Here's how to do it in a very concise way with numpy:
import sys
import csv
import numpy as np
with open('winter.csv') as csvfile:
field = 0 # (zero-based) field/column number containing the required values
float_list = [float(row[field]) for row in csv.reader(csvfile)]
#float_list = [3.13, 3.51, 3.51, 4.01, 2.13, 1.13, 1.13, 1.13, 1.63, 1.88]
hist, bins = np.histogram(float_list, bins=[0,1,2,3,sys.maxint])
bin_counts = zip(bins, bins[1:], hist) # [(bin_start, bin_end, count), ... ]
for bin_start, bin_end, count in bin_counts[:-1]:
print '{}-{}: {}'.format(bin_start, bin_end, count)
# different output required for last bin
bin_start, bin_end, count = bin_counts[-1]
print '>{}: {}'.format(bin_start, count)
Which outputs:
0-1: 0
1-2: 5
2-3: 1
>3: 4
Most of the effort is in massaging the data for output.

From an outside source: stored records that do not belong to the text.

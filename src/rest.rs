//! Historical data loading over the backend's HTTP API.
//!
//! [`HistoricalLoader`] is the seam the feed depends on; [`RestClient`] is
//! the production implementation. Every call is a single request with no
//! retry; callers decide how to degrade on failure.

use std::future::Future;
use std::time::Duration;

use serde::de::DeserializeOwned;
use tracing::debug;

use crate::Result;
use crate::config::BackendConfig;
use crate::models::{Candlestick, Page, PublicOrder, PublicTrade, TradeVolume, TradingPair};

const RECENT_ORDERS_PATH: &str = "/api/v1/trade/public/recent-orders";
const TRADES_PATH: &str = "/api/v1/trade/market/trades";
const CANDLES_PATH: &str = "/api/v1/trade/market/candles";
const PAIRS_PATH: &str = "/api/v1/trade/currencies/pairs";

/// Source of historical snapshots for a pair.
pub trait HistoricalLoader: Send + Sync + 'static {
    /// Loads the most recent `limit` orders for `pair`, newest first.
    fn load_orders(
        &self,
        pair: &str,
        limit: u32,
    ) -> impl Future<Output = Result<Vec<PublicOrder>>> + Send;

    /// Loads one zero-indexed page of recent trades for `pair`.
    fn load_trades(
        &self,
        pair: &str,
        page: u32,
        size: u32,
    ) -> impl Future<Output = Result<Vec<PublicTrade>>> + Send;

    /// Loads up to `limit` candles for `pair` at `interval`.
    fn load_candles(
        &self,
        pair: &str,
        interval: &str,
        limit: u32,
    ) -> impl Future<Output = Result<Vec<Candlestick>>> + Send;
}

/// HTTP client for the backend's market data endpoints.
#[derive(Debug, Clone)]
pub struct RestClient {
    http: reqwest::Client,
    base_url: String,
    auth_token: Option<String>,
}

impl RestClient {
    /// Builds a client for `config`, optionally pinned to `tls_config`.
    ///
    /// # Errors
    ///
    /// Returns [`MarketSyncError::Tls`](crate::MarketSyncError::Tls) if the
    /// underlying HTTP client cannot be built.
    pub fn new(config: &BackendConfig, tls_config: Option<rustls::ClientConfig>) -> Result<Self> {
        Self::with_timeout(
            &config.api_url,
            config.auth_token.clone(),
            config.request_timeout,
            tls_config,
        )
    }

    fn with_timeout(
        base_url: &str,
        auth_token: Option<String>,
        timeout: Duration,
        tls_config: Option<rustls::ClientConfig>,
    ) -> Result<Self> {
        let mut builder = reqwest::Client::builder().timeout(timeout);
        if let Some(tls) = tls_config {
            builder = builder.use_preconfigured_tls(tls);
        }
        let http = builder.build().map_err(|e| {
            crate::MarketSyncError::Tls(format!("failed to build HTTP client: {e}"))
        })?;

        Ok(Self {
            http,
            base_url: base_url.trim_end_matches('/').to_string(),
            auth_token,
        })
    }

    /// Lists every pair the backend trades.
    ///
    /// # Errors
    ///
    /// Returns an error if the request fails or the body does not decode.
    pub async fn load_pairs(&self) -> Result<Vec<TradingPair>> {
        self.get_json(PAIRS_PATH, &[]).await
    }

    /// Fetches aggregate trade volume for `pair`.
    ///
    /// # Errors
    ///
    /// Returns an error if the request fails or the body does not decode.
    pub async fn load_trade_volume(&self, pair: &str) -> Result<TradeVolume> {
        self.get_json(&format!("{TRADES_PATH}/{pair}/volume"), &[])
            .await
    }

    async fn get_json<T: DeserializeOwned>(
        &self,
        path: &str,
        query: &[(&str, String)],
    ) -> Result<T> {
        let url = format!("{}{path}", self.base_url);
        debug!(%url, ?query, "GET");

        let mut request = self.http.get(&url).query(query);
        if let Some(token) = &self.auth_token {
            request = request.bearer_auth(token);
        }

        let response = request.send().await?.error_for_status()?;
        Ok(response.json().await?)
    }
}

impl HistoricalLoader for RestClient {
    async fn load_orders(&self, pair: &str, limit: u32) -> Result<Vec<PublicOrder>> {
        let page: Page<PublicOrder> = self
            .get_json(
                &format!("{RECENT_ORDERS_PATH}/{pair}/paged"),
                &[("page", "0".to_string()), ("size", limit.to_string())],
            )
            .await?;
        debug!(
            pair,
            returned = page.content.len(),
            total = page.total_elements,
            "Loaded recent orders"
        );
        Ok(page.content)
    }

    async fn load_trades(&self, pair: &str, page: u32, size: u32) -> Result<Vec<PublicTrade>> {
        let response: Page<PublicTrade> = self
            .get_json(
                &format!("{TRADES_PATH}/{pair}/paged"),
                &[("page", page.to_string()), ("size", size.to_string())],
            )
            .await?;
        debug!(
            pair,
            page = response.number,
            returned = response.content.len(),
            total = response.total_elements,
            last = response.last,
            "Loaded recent trades"
        );
        Ok(response.content)
    }

    async fn load_candles(
        &self,
        pair: &str,
        interval: &str,
        limit: u32,
    ) -> Result<Vec<Candlestick>> {
        let candles: Vec<Candlestick> = self
            .get_json(
                &format!("{CANDLES_PATH}/{pair}"),
                &[
                    ("interval", interval.to_string()),
                    ("limit", limit.to_string()),
                ],
            )
            .await?;
        debug!(pair, interval, returned = candles.len(), "Loaded candles");
        Ok(candles)
    }
}

#[cfg(test)]
mod tests {
    use super::*;

    #[test]
    fn trailing_slash_is_trimmed() {
        let client = RestClient::with_timeout(
            "http://localhost:8080/",
            None,
            Duration::from_secs(1),
            None,
        )
        .unwrap();
        assert_eq!(client.base_url, "http://localhost:8080");
    }

    #[tokio::test]
    async fn unreachable_backend_is_an_http_error() {
        // Port 9 (discard) is not expected to run an HTTP server.
        let client =
            RestClient::with_timeout("http://127.0.0.1:9", None, Duration::from_secs(2), None)
                .unwrap();
        let err = client.load_trades("USDCUP", 0, 20).await.unwrap_err();
        assert!(matches!(err, crate::MarketSyncError::Http(_)));
    }
}
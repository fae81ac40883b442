//! Market feed synchronizer for a currency exchange backend.
//!
//! Maintains a reconciled, bounded view of recent orders, recent trades and
//! candlesticks for one selected trading pair, fed by a historical fetch
//! over HTTP and a STOMP push subscription over WebSocket.

pub mod config;
pub mod error;
pub mod feed;
pub mod models;
pub mod reconcile;
pub mod rest;
pub mod selection;
pub mod tls;
pub mod websocket;

pub use error::{MarketSyncError, Result};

It's also quite flexible as it is easy to use different intervals by changing the bins argument to np.histogram(), e.g. add another interval by changing bins:
hist, bins = np.histogram(float_list, bins=[0,1,2,3,4,sys.maxint])
outputs:
0-1: 0
1-2: 5
2-3: 1
3-4: 3
>4: 1
This should do, provided the data from the CSV is in values:
from collections import defaultdict
# compute a histogram
histogram = defaultdict(lambda: 0)
interval = 1.
max = 3
for v in values:
bin = int(v / interval)
bin = max if bin >= max else bin
histogram[bin] += 1
# output
sum = sum(histogram.values())
for k, v in sorted(histogram.items()):
share = 100. * v / sum
if k >= max:
print "{}+ : {}, {}%".format(k, v, share)
else:
print "{}-{}: {}, {}%".format(k, k+interval, v, share)
import csv
a=b=c=d=0
with open('cf.csv', 'r') as csvfile:
spamreader = csv.reader(csvfile)
for row in spamreader:
if 0<float(row[0])<1:
a+=1
elif 1<float(row[0])<2:
b+=1
elif 2<float(row[0])<3:
c+=1
if 3<float(row[0]):
d+=1
print "0-1:{} \n 1-2:{} \n 2-3:{} \n <3:{}".format(a,b,c,d)
out put:
0-1:0
1-2:5
2-3:1
<3:4
Because of your rows are list type we use [0] index to access our data and convert the string to float by float() function .
After you get the entries into a list:
0_to_1 = 0
1_to_2 = 0
2_to_3 = 0
ovr_3 = 0
for i in list:
if i in range(0,1):
0_to_1 += 1
elif i in range (1,2):
1_to_2 += 1
So on and so forth...
And to find the breakdown:
total_values = 0_to_1 + 1_to_2 + 2_to_3 + Ovr_3
perc_0_to_1 = (total_values/0_to_1)*100
perc_1_to_2 = (total_values/1_to_2)*100
perc_2_to_3 = (total_values/2_to_3)*100
perc_ovr_3 = (total_values/ovr_3)*100
+++++ Response to Update +++++++
import csv
a=b=c=0
with open('winter.csv', 'rb') as csvfile:
spamreader = csv.reader(csvfile, delimiter=',')
for row in spamreader:
for i in row:
i = float(i.strip()) # .strip() removes blank spaces before converting it to float
if row in range(0,1):
a += 1
elif row in range(1,2):
b += 1
# add more elif statements here as desired.
Hope that works.
Side note, I like that a=b=c=o thing. Didn't realize you could do that after all this time haha.